Copy out all lines from the material that contain the string "synthetic".

++++++

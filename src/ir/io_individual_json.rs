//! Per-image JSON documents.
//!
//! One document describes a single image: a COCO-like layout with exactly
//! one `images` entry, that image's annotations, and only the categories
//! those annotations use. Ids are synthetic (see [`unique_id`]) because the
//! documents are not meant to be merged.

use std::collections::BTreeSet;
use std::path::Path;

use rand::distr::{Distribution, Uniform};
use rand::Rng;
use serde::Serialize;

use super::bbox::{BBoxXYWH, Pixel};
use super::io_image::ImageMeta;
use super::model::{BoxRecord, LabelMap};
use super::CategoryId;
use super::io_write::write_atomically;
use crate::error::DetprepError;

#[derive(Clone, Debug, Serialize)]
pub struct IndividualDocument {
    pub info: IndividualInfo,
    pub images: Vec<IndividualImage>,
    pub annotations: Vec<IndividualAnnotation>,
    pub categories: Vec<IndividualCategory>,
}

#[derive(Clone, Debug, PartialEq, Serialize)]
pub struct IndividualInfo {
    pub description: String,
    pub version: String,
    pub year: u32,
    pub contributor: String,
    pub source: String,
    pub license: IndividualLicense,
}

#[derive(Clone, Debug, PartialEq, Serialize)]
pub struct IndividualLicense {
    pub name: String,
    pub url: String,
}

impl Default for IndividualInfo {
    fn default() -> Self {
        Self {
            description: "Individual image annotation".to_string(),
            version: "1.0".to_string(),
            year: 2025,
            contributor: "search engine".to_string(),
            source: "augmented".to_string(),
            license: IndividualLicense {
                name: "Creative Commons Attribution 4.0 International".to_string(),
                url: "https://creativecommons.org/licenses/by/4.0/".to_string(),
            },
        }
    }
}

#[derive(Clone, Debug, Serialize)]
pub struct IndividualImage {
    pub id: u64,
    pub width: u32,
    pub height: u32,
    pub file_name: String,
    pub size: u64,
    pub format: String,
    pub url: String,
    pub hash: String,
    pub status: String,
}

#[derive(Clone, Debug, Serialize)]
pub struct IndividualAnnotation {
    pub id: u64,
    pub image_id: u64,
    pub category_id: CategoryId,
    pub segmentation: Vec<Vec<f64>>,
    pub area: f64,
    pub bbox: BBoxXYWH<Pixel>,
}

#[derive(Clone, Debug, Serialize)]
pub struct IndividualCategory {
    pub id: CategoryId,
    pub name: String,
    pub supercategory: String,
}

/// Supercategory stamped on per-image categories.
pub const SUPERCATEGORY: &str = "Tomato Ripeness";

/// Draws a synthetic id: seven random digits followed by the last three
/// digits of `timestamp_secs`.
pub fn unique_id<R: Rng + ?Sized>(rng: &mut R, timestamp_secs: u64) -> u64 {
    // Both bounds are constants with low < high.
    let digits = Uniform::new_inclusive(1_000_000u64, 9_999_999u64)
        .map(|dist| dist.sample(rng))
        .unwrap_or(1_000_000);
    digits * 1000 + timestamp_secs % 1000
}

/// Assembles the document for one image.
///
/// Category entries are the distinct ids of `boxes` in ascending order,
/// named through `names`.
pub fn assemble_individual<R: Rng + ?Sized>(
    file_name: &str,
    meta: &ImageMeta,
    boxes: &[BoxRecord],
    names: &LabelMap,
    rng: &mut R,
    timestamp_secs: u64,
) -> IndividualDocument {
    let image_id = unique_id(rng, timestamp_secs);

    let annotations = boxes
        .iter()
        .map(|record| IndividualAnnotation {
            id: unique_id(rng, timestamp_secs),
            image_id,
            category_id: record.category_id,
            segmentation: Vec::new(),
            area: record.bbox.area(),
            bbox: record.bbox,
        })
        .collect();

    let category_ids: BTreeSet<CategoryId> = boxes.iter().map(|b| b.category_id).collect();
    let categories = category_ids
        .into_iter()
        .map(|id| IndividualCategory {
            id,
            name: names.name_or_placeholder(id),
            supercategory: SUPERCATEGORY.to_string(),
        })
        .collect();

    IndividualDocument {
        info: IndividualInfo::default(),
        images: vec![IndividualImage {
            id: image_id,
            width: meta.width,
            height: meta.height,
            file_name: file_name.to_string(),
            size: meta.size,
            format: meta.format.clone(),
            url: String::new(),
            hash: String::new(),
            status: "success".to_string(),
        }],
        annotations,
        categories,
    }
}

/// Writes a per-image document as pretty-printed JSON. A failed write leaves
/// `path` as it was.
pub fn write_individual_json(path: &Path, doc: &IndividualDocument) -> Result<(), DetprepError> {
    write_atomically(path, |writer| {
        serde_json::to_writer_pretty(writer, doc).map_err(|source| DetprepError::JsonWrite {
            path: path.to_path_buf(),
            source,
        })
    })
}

++++++

» **Completed exercise**
//! those annotations use. Ids are synthetic (see [`unique_id`]) because the
/// Draws a synthetic id: seven random digits followed by the last three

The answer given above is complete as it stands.